Tuesday, May 5, 2015

One for the Books

These past couple weeks we had a full work load with our final independent projects. My group’s investigation looked at weaning practices and their relationship to social and cultural factors and occurrence of childhood disease in Coto Brus, Costa Rica. We had to go door-to-door in the Sabalito community, interviewing mothers about the weaning of their oldest child. As we walked down this one road to look for houses to “upe,” we saw this lady cleaning her car with her two daughters, who looked 8 and 10. She was a perfect candidate for our survey, however, we we’re worried that she was too busy to want to help her. We said good morning to her and told her what our survey was about and without hesitation she invited us into her home. Her house was one of the prettiest houses I’ve ever seen. It was on the edge of cliff with a gorgeous view of the valley below with hammocks on her back porch facing the viewpoint. She also had garden down a little hill behind her house. After we got to her back porch she offered my partner and I drinks then we proceeded with the survey. Once we finished giving her the survey she offered us fruit for the road. This woman epitomizes the Costa Ricans friendly personality and hospitality.

We have had projects like this throughout the semester and I am always so nervous about having to interview people in Spanish. I was afraid that they might not understand me, or that I would not understand the person I was interviewing if their answers were not yes or no. However, after doing the first couple of interviews I had everything down, both pronunciation and comprehension. My group completed 109 surveys. It’s amazing to me how much I’ve learned here especially when it came to Spanish. I always thought I was one of those people who simply could not learn another language. But completing the Spanish courses and being submerged into the language for four months, I actually have the confidence and vocabulary to speak in Spanish.

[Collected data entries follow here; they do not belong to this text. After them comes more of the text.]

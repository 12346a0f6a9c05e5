//! # Argument Parsing
//!
//! clap derives for the `keystone` command line: global options plus one
//! [`Command`].
//!
//! ```text
//! keystone [--config <path>] [--db <path>] <command> [args...]
//! ```

use std::path::PathBuf;

use chrono::NaiveDate;
use clap::{Args, Parser, Subcommand};
use keystone_core::allocation::AllocationPolicy;
use keystone_core::{DocumentKind, Money, PaymentMethod};

const KEYSTONE_HELP_TEMPLATE: &str = "\
{before-help}{name} {version}
{about-with-newline}
Usage: {usage}

Options:
{options}

Commands:
{subcommands}
{after-help}";

#[derive(Debug, Clone, PartialEq, Parser)]
#[command(name = "keystone", version)]
#[command(about = "Keystone back office: estimates, orders, invoices and payments")]
#[command(help_template = KEYSTONE_HELP_TEMPLATE)]
#[command(
    after_help = "Dates are YYYY-MM-DD. Amounts are dollars (\"125.50\").\n\
Methods: cash, check, credit_card, bank_transfer, other.\n\n\
Environment:\n  KEYSTONE_DB_PATH          Database file\n  KEYSTONE_DEFAULT_MARKUP   Fallback markup percentage\n  KEYSTONE_BULK_ALLOCATION  full_amount_each | proportional\n  RUST_LOG                  Log filter"
)]
pub struct Cli {
    /// Configuration file (default: keystone.toml in the platform config dir)
    #[arg(long = "config", value_name = "PATH", global = true)]
    pub config_path: Option<PathBuf>,
    /// Database file, overriding configuration and environment
    #[arg(long = "db", value_name = "PATH", global = true)]
    pub db_path: Option<PathBuf>,
    #[command(subcommand)]
    pub command: Option<Command>,
}

#[derive(Debug, Clone, PartialEq, Args)]
pub struct ListArgs {
    #[arg(long)]
    pub kind: Option<DocumentKind>,
    #[arg(long = "customer", value_name = "ID")]
    pub customer_id: Option<String>,
    #[arg(long, value_name = "DATE")]
    pub from: Option<NaiveDate>,
    #[arg(long, value_name = "DATE")]
    pub to: Option<NaiveDate>,
}

#[derive(Debug, Clone, PartialEq, Args)]
pub struct PayArgs {
    pub document_id: String,
    #[arg(value_parser = parse_amount)]
    pub amount: Money,
    pub method: PaymentMethod,
    /// Defaults to today.
    #[arg(long, value_name = "DATE")]
    pub date: Option<NaiveDate>,
    #[arg(long)]
    pub notes: Option<String>,
}

#[derive(Debug, Clone, PartialEq, Args)]
pub struct BulkPayArgs {
    pub customer_id: String,
    #[arg(value_parser = parse_amount)]
    pub amount: Money,
    pub method: PaymentMethod,
    #[arg(required = true, value_name = "INVOICE_ID")]
    pub invoice_ids: Vec<String>,
    #[arg(long, value_name = "DATE")]
    pub date: Option<NaiveDate>,
    #[arg(long)]
    pub notes: Option<String>,
    /// Overrides `[payments] bulk_allocation`.
    #[arg(long)]
    pub policy: Option<AllocationPolicy>,
}

#[derive(Debug, Clone, PartialEq, Subcommand)]
pub enum Command {
    /// List estimates, orders and invoices
    List(ListArgs),
    /// Print one document
    Show { document_id: String },
    /// Fill in missing non-stock costs
    AutoCost {
        document_id: String,
        #[arg(long)]
        dry_run: bool,
    },
    /// Add flagged non-stock lines to the catalog
    Promote { document_id: String },
    /// Record a payment
    Pay(PayArgs),
    /// Delete a payment
    Unpay { document_id: String, payment_id: String },
    /// Invoices open for payment
    Outstanding { customer_id: String },
    /// Apply one payment to several invoices
    BulkPay(BulkPayArgs),
    /// Resolve a product's price for a customer
    Price {
        product_id: String,
        customer_id: Option<String>,
    },
    /// List the catalog
    Products,
    /// List customers
    Customers,
    /// Billed / paid / outstanding totals
    Receivables {
        #[arg(long = "customer", value_name = "ID")]
        customer_id: Option<String>,
    },
    /// Print the effective configuration
    Config,
}

fn parse_amount(value: &str) -> Result<Money, String> {
    Money::parse(value).ok_or_else(|| format!("invalid amount '{}'", value))
}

As the semester starts to wind down I start thinking about my first week in Costa Rica and meeting everyone for the first. On the first day I got here a day early and had to figure things out on my own, lacking the ability to communicate and even understand some accent in Spanish. The next day other girls in the group started to trickle in, and I never thought we would be as close as we are now. I am going to miss everyone so much even our professors. Costa Rica is such a great country. I have met amazing people, ate amazing food, especially the fruit, learned amazing things and had amazing adventures. This experience was definitely one for the books.